Des ultras qui, si l’on met leurs affirmations ensemble, ont dressé un portrait du président totalement surréaliste. Il serait ainsi un nouveau George W Bush (gauche) socialiste (droite), voire un Dick Cheney (gauche) communiste (droite), un va-t-en-guerre (gauche) pacifiste (droite), un être hybride mi-Hitler, mi-Staline (droite) néolibéral (gauche) musulman (droite) membre de la CIA (gauche), un conservateur (gauche) bradant les valeurs chrétiennes de l’Amérique (droite), creusant un déficit public abyssal (droite) mais pas assez dépensier pour mettre en place une relance de l’économie (gauche).
On pourrait continuer longtemps et s’en gausser si cette image totalement brouillée n’empêchait qu’émerge, dans l’opinion publique américaine mais aussi mondiale, un portait plus proche de ce qu’est Barack Obama. La responsabilité de cet entrelacement de clichés risibles mais destructeurs en revient d’abord à l’extrême-droite soutenue par le Parti républicain et, à un degré moindre, à la gauche soutenue par les activistes libéraux. Mais elle est aussi du fait de Barack Obama qui n’a pas su mettre en place des pare-feux efficaces, pensant que son action prouverait ses intentions et son positionnement, croyant surtout que son habileté communicationnelle ne ferait qu’une bouchée de tous ces ragots.

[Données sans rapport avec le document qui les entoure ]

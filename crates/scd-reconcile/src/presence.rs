//! Presence oracles.
//!
//! When an absence (or a change) closes a record early, the part of the old
//! record after the close may still hold dates where the key was observed.
//! The oracle answers: what is the first such synced date?
//!
//! Two sources, same answer on a consistent store:
//! - inferred: synced dates that one of the key's records covers;
//! - explicit: the `(key, date)` presence table.

use chrono::NaiveDate;
use scd_schemas::{Boundary, Key, PresenceMode, ScdResult};

use crate::store::SyncView;

pub trait PresenceOracle {
    /// First date `S` with `after < S < before` at which `key` is known to
    /// have been present. Reads pre-mutation state.
    fn first_present_between<V: SyncView + ?Sized>(
        &self,
        view: &V,
        key: &Key,
        after: NaiveDate,
        before: Boundary,
    ) -> ScdResult<Option<NaiveDate>>;
}

#[derive(Clone, Copy, Debug, Default)]
pub struct InferredPresence;

impl PresenceOracle for InferredPresence {
    fn first_present_between<V: SyncView + ?Sized>(
        &self,
        view: &V,
        key: &Key,
        after: NaiveDate,
        before: Boundary,
    ) -> ScdResult<Option<NaiveDate>> {
        let records = view.records_for(key)?;
        Ok(view
            .synced_dates_after(after)?
            .into_iter()
            .take_while(|s| before.is_after(*s))
            .find(|s| records.iter().any(|r| r.covers(*s))))
    }
}

#[derive(Clone, Copy, Debug, Default)]
pub struct ExplicitPresence;

impl PresenceOracle for ExplicitPresence {
    fn first_present_between<V: SyncView + ?Sized>(
        &self,
        view: &V,
        key: &Key,
        after: NaiveDate,
        before: Boundary,
    ) -> ScdResult<Option<NaiveDate>> {
        Ok(view
            .presence_dates(key)?
            .into_iter()
            .find(|s| *s > after && before.is_after(*s)))
    }
}

impl PresenceOracle for PresenceMode {
    fn first_present_between<V: SyncView + ?Sized>(
        &self,
        view: &V,
        key: &Key,
        after: NaiveDate,
        before: Boundary,
    ) -> ScdResult<Option<NaiveDate>> {
        match self {
            PresenceMode::Inferred => InferredPresence.first_present_between(view, key, after, before),
            PresenceMode::Explicit => ExplicitPresence.first_present_between(view, key, after, before),
        }
    }
}

#[cfg(test)]
mod tests {
    use super::*;
    use crate::memory::MemoryStore;
    use crate::store::{RecordStore, StoreTx};
    use scd_schemas::{Attributes, IntervalRecord, SyncLogEntry};

    fn d(s: &str) -> NaiveDate {
        s.parse().unwrap()
    }

    fn store() -> MemoryStore {
        // A present on 01 and 05, absent on 03.
        let key = Key::new(["A"]);
        let log = ["2025-01-01", "2025-01-03", "2025-01-05"]
            .iter()
            .map(|s| SyncLogEntry {
                date: d(s),
                synced_at: chrono::Utc::now(),
                row_count: 1,
            })
            .collect();
        let records = vec![
            IntervalRecord::new(key.clone(), Attributes::of(["x"]), d("2025-01-01"), d("2025-01-03")),
            IntervalRecord::new(key.clone(), Attributes::of(["x"]), d("2025-01-05"), Boundary::Open),
        ];
        let presence = vec![(key.clone(), d("2025-01-01")), (key, d("2025-01-05"))];
        MemoryStore::from_parts(records, log, presence).unwrap()
    }

    #[test]
    fn inferred_skips_uncovered_synced_dates() {
        let s = store();
        let got = InferredPresence
            .first_present_between(&s, &Key::new(["A"]), d("2025-01-02"), Boundary::Open)
            .unwrap();
        assert_eq!(got, Some(d("2025-01-05")));
    }

    #[test]
    fn upper_bound_is_exclusive() {
        let s = store();
        for mode in [PresenceMode::Inferred, PresenceMode::Explicit] {
            let got = mode
                .first_present_between(&s, &Key::new(["A"]), d("2025-01-02"), Boundary::Date(d("2025-01-05")))
                .unwrap();
            assert_eq!(got, None, "{mode:?}");
        }
    }

    #[test]
    fn explicit_and_inferred_agree() {
        let s = store();
        let k = Key::new(["A"]);
        for after in ["2024-12-31", "2025-01-01", "2025-01-04", "2025-01-05"] {
            let a = InferredPresence
                .first_present_between(&s, &k, d(after), Boundary::Open)
                .unwrap();
            let b = ExplicitPresence
                .first_present_between(&s, &k, d(after), Boundary::Open)
                .unwrap();
            assert_eq!(a, b, "after {after}");
        }
    }

    #[test]
    fn explicit_reads_presence_rows_only() {
        let mut s = MemoryStore::new();
        let mut tx = s.begin().unwrap();
        tx.replace_presence(d("2025-01-04"), vec![Key::new(["A"])]).unwrap();
        tx.commit().unwrap();
        let got = ExplicitPresence
            .first_present_between(&s, &Key::new(["A"]), d("2025-01-01"), Boundary::Open)
            .unwrap();
        assert_eq!(got, Some(d("2025-01-04")));
        let inferred = InferredPresence
            .first_present_between(&s, &Key::new(["A"]), d("2025-01-01"), Boundary::Open)
            .unwrap();
        assert_eq!(inferred, None);
    }
}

Barack Obama restera dans l’histoire des Etats-Unis quoi qu’il arrive. Pas seulement parce qu’il est le premier noir élu à la présidence mais surtout parce qu’il aura accompli un énorme travail (réforme de la santé, réforme de la sphère financière, plan de relance qui a évité une catastrophe aux Etats-Unis et au monde, etc.). Cependant, le présent n’a que faire de l’histoire qui se construit et les élections de mi-mandat de novembre prochain qui vont renouveler entièrement la Chambre des représentants et un tiers du Sénat risquent d’être catastrophiques pour Barack Obama et les démocrates.
Reste que, comme le rappelle la presse américaine, Ronald Reagan et Bill Clinton ont connu des défaites lors de leurs premières élections de mi-mandat ce qui ne les a pas empêché d’être réélus deux ans plus tard et de terminer leur huit ans de présidence avec des cotes de popularité très élevées. Barack Obama pourra donc rebondir. Le peut-il? Le veut-il?
Quand il a été élu en 2008, il a affirmé qu’il préférait être le président d’un seul mandat en accomplissant de vraies réformes qu’un président réélu sans rien faire. L’histoire serait sans doute tragique pour le premier président noir non réélu et pour l’image des Etats-Unis. Mais elle serait triomphante pour un président qui aurait accompli d’importantes et nécessaires réformes au prix de sa popularité et de sa réélection.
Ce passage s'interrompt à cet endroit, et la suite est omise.